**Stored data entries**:
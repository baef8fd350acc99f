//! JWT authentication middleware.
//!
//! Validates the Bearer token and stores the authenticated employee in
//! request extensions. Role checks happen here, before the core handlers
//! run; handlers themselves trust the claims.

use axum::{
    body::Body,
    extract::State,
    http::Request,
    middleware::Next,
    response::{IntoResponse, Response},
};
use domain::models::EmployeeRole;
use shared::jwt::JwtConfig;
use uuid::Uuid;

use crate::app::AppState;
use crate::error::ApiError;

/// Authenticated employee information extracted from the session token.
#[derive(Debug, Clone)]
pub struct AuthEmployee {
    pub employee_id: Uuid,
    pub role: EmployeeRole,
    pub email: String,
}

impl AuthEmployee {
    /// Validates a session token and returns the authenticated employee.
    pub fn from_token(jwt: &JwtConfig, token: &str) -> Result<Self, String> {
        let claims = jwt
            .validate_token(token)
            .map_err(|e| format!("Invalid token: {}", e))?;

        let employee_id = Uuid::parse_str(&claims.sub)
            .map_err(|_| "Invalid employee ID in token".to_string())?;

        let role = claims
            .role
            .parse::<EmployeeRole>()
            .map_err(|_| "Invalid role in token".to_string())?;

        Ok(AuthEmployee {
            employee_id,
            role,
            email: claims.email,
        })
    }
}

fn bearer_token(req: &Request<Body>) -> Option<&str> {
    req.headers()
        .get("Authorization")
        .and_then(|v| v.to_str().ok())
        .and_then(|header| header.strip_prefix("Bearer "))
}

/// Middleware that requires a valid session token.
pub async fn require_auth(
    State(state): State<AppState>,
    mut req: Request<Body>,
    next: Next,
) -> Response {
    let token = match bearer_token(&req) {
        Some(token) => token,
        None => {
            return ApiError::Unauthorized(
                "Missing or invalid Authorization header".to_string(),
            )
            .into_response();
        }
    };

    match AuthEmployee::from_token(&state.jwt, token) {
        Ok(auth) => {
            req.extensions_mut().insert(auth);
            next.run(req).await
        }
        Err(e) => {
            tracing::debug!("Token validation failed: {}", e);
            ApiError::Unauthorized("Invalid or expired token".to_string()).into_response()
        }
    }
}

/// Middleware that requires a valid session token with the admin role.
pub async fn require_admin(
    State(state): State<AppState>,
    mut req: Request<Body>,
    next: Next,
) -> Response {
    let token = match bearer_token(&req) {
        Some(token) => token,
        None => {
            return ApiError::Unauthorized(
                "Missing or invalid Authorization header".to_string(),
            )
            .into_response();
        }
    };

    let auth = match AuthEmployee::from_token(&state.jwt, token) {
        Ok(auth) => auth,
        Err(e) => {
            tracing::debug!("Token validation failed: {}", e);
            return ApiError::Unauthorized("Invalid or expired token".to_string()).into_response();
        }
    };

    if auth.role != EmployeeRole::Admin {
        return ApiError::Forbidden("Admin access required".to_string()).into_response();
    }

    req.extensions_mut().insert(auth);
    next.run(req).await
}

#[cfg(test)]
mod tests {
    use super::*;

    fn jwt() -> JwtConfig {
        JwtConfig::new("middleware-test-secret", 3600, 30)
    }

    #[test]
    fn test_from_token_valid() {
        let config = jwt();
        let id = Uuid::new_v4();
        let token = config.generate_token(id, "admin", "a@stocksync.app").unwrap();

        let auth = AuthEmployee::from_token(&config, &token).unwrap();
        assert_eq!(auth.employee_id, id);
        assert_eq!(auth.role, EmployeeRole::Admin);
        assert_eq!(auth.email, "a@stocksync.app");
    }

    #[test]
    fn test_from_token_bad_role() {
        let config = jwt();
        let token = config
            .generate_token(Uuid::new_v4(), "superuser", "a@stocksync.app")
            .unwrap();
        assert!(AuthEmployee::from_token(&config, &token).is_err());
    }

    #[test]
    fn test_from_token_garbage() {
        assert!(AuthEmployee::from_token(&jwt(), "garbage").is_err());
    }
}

**Work required**: Copy each record above so that no word or mark differs.

**Reply to the exercise**:
repository baef8fd350acc99f
//! JWT authentication middleware.
//!
//! Validates the Bearer token and stores the authenticated employee in
//! request extensions. Role checks happen here, before the core handlers
//! run; handlers themselves trust the claims.

use axum::{
    body::Body,
    extract::State,
    http::Request,
    middleware::Next,
    response::{IntoResponse, Response},
};
use domain::models::EmployeeRole;
use shared::jwt::JwtConfig;
use uuid::Uuid;

use crate::app::AppState;
use crate::error::ApiError;

/// Authenticated employee information extracted from the session token.
#[derive(Debug, Clone)]
pub struct AuthEmployee {
    pub employee_id: Uuid,
    pub role: EmployeeRole,
    pub email: String,
}

impl AuthEmployee {
    /// Validates a session token and returns the authenticated employee.
    pub fn from_token(jwt: &JwtConfig, token: &str) -> Result<Self, String> {
        let claims = jwt
            .validate_token(token)
            .map_err(|e| format!("Invalid token: {}", e))?;

        let employee_id = Uuid::parse_str(&claims.sub)
            .map_err(|_| "Invalid employee ID in token".to_string())?;

        let role = claims
            .role
            .parse::<EmployeeRole>()
            .map_err(|_| "Invalid role in token".to_string())?;

        Ok(AuthEmployee {
            employee_id,
            role,
            email: claims.email,
        })
    }
}

fn bearer_token(req: &Request<Body>) -> Option<&str> {
    req.headers()
        .get("Authorization")
        .and_then(|v| v.to_str().ok())
        .and_then(|header| header.strip_prefix("Bearer "))
}

/// Middleware that requires a valid session token.
pub async fn require_auth(
    State(state): State<AppState>,
    mut req: Request<Body>,
    next: Next,
) -> Response {
    let token = match bearer_token(&req) {
        Some(token) => token,
        None => {
            return ApiError::Unauthorized(
                "Missing or invalid Authorization header".to_string(),
            )
            .into_response();
        }
    };

    match AuthEmployee::from_token(&state.jwt, token) {
        Ok(auth) => {
            req.extensions_mut().insert(auth);
            next.run(req).await
        }
        Err(e) => {
            tracing::debug!("Token validation failed: {}", e);
            ApiError::Unauthorized("Invalid or expired token".to_string()).into_response()
        }
    }
}

/// Middleware that requires a valid session token with the admin role.
pub async fn require_admin(
    State(state): State<AppState>,
    mut req: Request<Body>,
    next: Next,
) -> Response {
    let token = match bearer_token(&req) {
        Some(token) => token,
        None => {
            return ApiError::Unauthorized(
                "Missing or invalid Authorization header".to_string(),
            )
            .into_response();
        }
    };

    let auth = match AuthEmployee::from_token(&state.jwt, token) {
        Ok(auth) => auth,
        Err(e) => {
            tracing::debug!("Token validation failed: {}", e);
            return ApiError::Unauthorized("Invalid or expired token".to_string()).into_response();
        }
    };

    if auth.role != EmployeeRole::Admin {
        return ApiError::Forbidden("Admin access required".to_string()).into_response();
    }

    req.extensions_mut().insert(auth);
    next.run(req).await
}

#[cfg(test)]
mod tests {
    use super::*;

    fn jwt() -> JwtConfig {
        JwtConfig::new("middleware-test-secret", 3600, 30)
    }

    #[test]
    fn test_from_token_valid() {
        let config = jwt();
        let id = Uuid::new_v4();
        let token = config.generate_token(id, "admin", "a@stocksync.app").unwrap();

        let auth = AuthEmployee::from_token(&config, &token).unwrap();
        assert_eq!(auth.employee_id, id);
        assert_eq!(auth.role, EmployeeRole::Admin);
        assert_eq!(auth.email, "a@stocksync.app");
    }

    #[test]
    fn test_from_token_bad_role() {
        let config = jwt();
        let token = config
            .generate_token(Uuid::new_v4(), "superuser", "a@stocksync.app")
            .unwrap();
        assert!(AuthEmployee::from_token(&config, &token).is_err());
    }

    #[test]
    fn test_from_token_garbage() {
        assert!(AuthEmployee::from_token(&jwt(), "garbage").is_err());
    }
}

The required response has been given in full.